# Toronto Neighborhood classification
We will explore, segment, and cluster the neighborhoods in the city of Toronto. It's a part of IBM  
Applied Data Science Capstone. 
For the Toronto neighborhood data, a Wikipedia page exists that has all the information we need to explore and cluster the neighborhoods in Toronto.

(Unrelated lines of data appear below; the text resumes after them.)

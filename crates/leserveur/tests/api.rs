use std::collections::HashMap;
use std::time::Duration;

use axum::body::Body;
use axum::http::{header, Request, StatusCode};
use serde_json::{json, Value};
use tower::ServiceExt;

use leserveur::{LeMentorServer, ServeurConfig};

fn test_config(dir: &tempfile::TempDir) -> ServeurConfig {
    let mut api_tokens = HashMap::new();
    api_tokens.insert("tok-alice".to_string(), "alice".to_string());
    api_tokens.insert("tok-bob".to_string(), "bob".to_string());
    ServeurConfig {
        data_dir: dir.path().join("sessions").display().to_string(),
        media_dir: dir.path().join("media").display().to_string(),
        api_tokens,
        ..Default::default()
    }
}

fn test_server() -> (LeMentorServer, tempfile::TempDir) {
    let dir = tempfile::tempdir().expect("tempdir");
    let server = LeMentorServer::new(test_config(&dir)).expect("server");
    (server, dir)
}

async fn body_json(response: axum::response::Response) -> Value {
    let bytes = axum::body::to_bytes(response.into_body(), 1024 * 1024)
        .await
        .expect("read body");
    serde_json::from_slice(&bytes).expect("json body")
}

fn get(uri: &str, token: Option<&str>) -> Request<Body> {
    let mut builder = Request::builder().method("GET").uri(uri);
    if let Some(token) = token {
        builder = builder.header(header::AUTHORIZATION, format!("Bearer {token}"));
    }
    builder.body(Body::empty()).expect("request")
}

fn post_json(uri: &str, token: Option<&str>, body: Value) -> Request<Body> {
    let mut builder = Request::builder()
        .method("POST")
        .uri(uri)
        .header(header::CONTENT_TYPE, "application/json");
    if let Some(token) = token {
        builder = builder.header(header::AUTHORIZATION, format!("Bearer {token}"));
    }
    builder
        .body(Body::from(body.to_string()))
        .expect("request")
}

async fn wait_for_terminal(server: &LeMentorServer, id: &str, token: &str) -> Value {
    for _ in 0..1000 {
        let response = server
            .app()
            .oneshot(get(&format!("/sessions/{id}"), Some(token)))
            .await
            .expect("response");
        assert_eq!(response.status(), StatusCode::OK);
        let record = body_json(response).await;
        let status = record["status"].as_str().expect("status");
        if status != "queued" && status != "running" {
            return record;
        }
        tokio::time::sleep(Duration::from_millis(5)).await;
    }
    panic!("session {id} never reached a terminal status");
}

#[tokio::test]
async fn health_needs_no_auth() {
    let (server, _dir) = test_server();
    let response = server
        .app()
        .oneshot(get("/api/health", None))
        .await
        .expect("response");
    assert_eq!(response.status(), StatusCode::OK);
    let body = body_json(response).await;
    assert_eq!(body["status"], json!("ok"));
    assert_eq!(body["service"], json!("lementor"));
}

#[tokio::test]
async fn submitting_without_a_token_is_unauthorized() {
    let (server, _dir) = test_server();
    let response = server
        .app()
        .oneshot(post_json(
            "/sessions",
            None,
            json!({"kind": "voice-clone", "payload": {}}),
        ))
        .await
        .expect("response");
    assert_eq!(response.status(), StatusCode::UNAUTHORIZED);
}

#[tokio::test]
async fn malformed_payload_is_rejected_with_400() {
    let (server, _dir) = test_server();
    let response = server
        .app()
        .oneshot(post_json(
            "/sessions",
            Some("tok-alice"),
            json!({"kind": "video-generation", "payload": {"image_uri": "/m/i.jpg"}}),
        ))
        .await
        .expect("response");
    assert_eq!(response.status(), StatusCode::BAD_REQUEST);
    let body = body_json(response).await;
    assert_eq!(body["code"], json!("VALIDATION_ERROR"));
}

#[tokio::test]
async fn unknown_kind_is_rejected_with_400() {
    let (server, _dir) = test_server();
    let response = server
        .app()
        .oneshot(post_json(
            "/sessions",
            Some("tok-alice"),
            json!({"kind": "mind-reading", "payload": {}}),
        ))
        .await
        .expect("response");
    assert_eq!(response.status(), StatusCode::BAD_REQUEST);
}

#[tokio::test]
async fn voice_clone_session_runs_to_completion_over_http() {
    let (server, _dir) = test_server();

    let response = server
        .app()
        .oneshot(post_json(
            "/sessions",
            Some("tok-alice"),
            json!({
                "kind": "voice-clone",
                "payload": {
                    "text": "hello from the clone",
                    "reference_audio_uri": "/media/uploads/ref.wav",
                },
            }),
        ))
        .await
        .expect("response");
    assert_eq!(response.status(), StatusCode::ACCEPTED);
    let body = body_json(response).await;
    assert_eq!(body["status"], json!("queued"));
    let id = body["session_id"].as_str().expect("session id").to_string();

    let record = wait_for_terminal(&server, &id, "tok-alice").await;
    assert_eq!(record["status"], json!("completed"));
    let audio_url = record["result"]["audio_url"].as_str().expect("audio url");
    assert!(audio_url.starts_with("/media/voice_clone_"));

    // The step history is exposed as display lines.
    let response = server
        .app()
        .oneshot(get(&format!("/sessions/{id}/logs"), Some("tok-alice")))
        .await
        .expect("response");
    assert_eq!(response.status(), StatusCode::OK);
    let logs = body_json(response).await;
    assert!(!logs["lines"].as_array().expect("lines").is_empty());

    // And the listing contains the session.
    let response = server
        .app()
        .oneshot(get("/sessions?limit=10", Some("tok-alice")))
        .await
        .expect("response");
    let listing = body_json(response).await;
    assert!(listing["total"].as_u64().expect("total") >= 1);
}

#[tokio::test]
async fn sessions_are_owner_scoped() {
    let (server, _dir) = test_server();

    let response = server
        .app()
        .oneshot(post_json(
            "/sessions",
            Some("tok-alice"),
            json!({
                "kind": "voice-clone",
                "payload": {
                    "text": "private clip",
                    "reference_audio_uri": "/media/uploads/ref.wav",
                },
            }),
        ))
        .await
        .expect("response");
    let id = body_json(response).await["session_id"]
        .as_str()
        .expect("session id")
        .to_string();

    let response = server
        .app()
        .oneshot(get(&format!("/sessions/{id}"), Some("tok-bob")))
        .await
        .expect("response");
    assert_eq!(response.status(), StatusCode::FORBIDDEN);
}

#[tokio::test]
async fn unknown_session_is_404() {
    let (server, _dir) = test_server();
    let response = server
        .app()
        .oneshot(get("/sessions/does-not-exist", Some("tok-alice")))
        .await
        .expect("response");
    assert_eq!(response.status(), StatusCode::NOT_FOUND);
}

#[tokio::test]
async fn quota_endpoint_reports_both_capabilities() {
    let (server, _dir) = test_server();
    let response = server
        .app()
        .oneshot(get("/quota", Some("tok-alice")))
        .await
        .expect("response");
    assert_eq!(response.status(), StatusCode::OK);
    let body = body_json(response).await;
    assert_eq!(body["user_id"], json!("alice"));
    assert_eq!(body["capabilities"].as_array().expect("caps").len(), 2);
}

#[tokio::test]
async fn uploads_are_stored_and_served_from_media() {
    let (server, _dir) = test_server();

    let request = Request::builder()
        .method("POST")
        .uri("/uploads?name=ref.wav")
        .header(header::AUTHORIZATION, "Bearer tok-alice")
        .header(header::CONTENT_TYPE, "application/octet-stream")
        .body(Body::from("RIFF-bytes"))
        .expect("request");
    let response = server.app().oneshot(request).await.expect("response");
    assert_eq!(response.status(), StatusCode::CREATED);
    let uri = body_json(response).await["uri"]
        .as_str()
        .expect("uri")
        .to_string();
    assert_eq!(uri, "/media/uploads/alice/ref.wav");

    let response = server
        .app()
        .oneshot(get(&uri, None))
        .await
        .expect("response");
    assert_eq!(response.status(), StatusCode::OK);
}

We will be scrape the Wikipedia page and wrangle the data, clean it, and then read it into a pandas dataframe.
Once the data is in a structured format, we can applly required analysis to explore and cluster the neighborhoods in the city of Toronto.
In this notebook we will just create the dataframe.

First we will import the required libraries .

In [253]:
import pandas as pd # library for data analsysis
import numpy as np # library to handle data in a vectorized manner
import random # library for random number generation

# tranforming json file into a pandas dataframe library
from pandas.io.json import json_normalize

import folium # plotting library
import matplotlib.cm as cm
import matplotlib.colors as colors

# import k-means from clustering stage
from sklearn.cluster import KMeans
from pandas.io.html import read_html
import requests
from bs4 import BeautifulSoup


print('Libraries imported.')

Libraries imported.


In [254]:
The dataframe will consist of three columns: PostalCode, Borough, and Neighborhood.
WE will use the BeautifulSoup package to transform the data in the table on the Wikipedia page into the above pandas dataframe.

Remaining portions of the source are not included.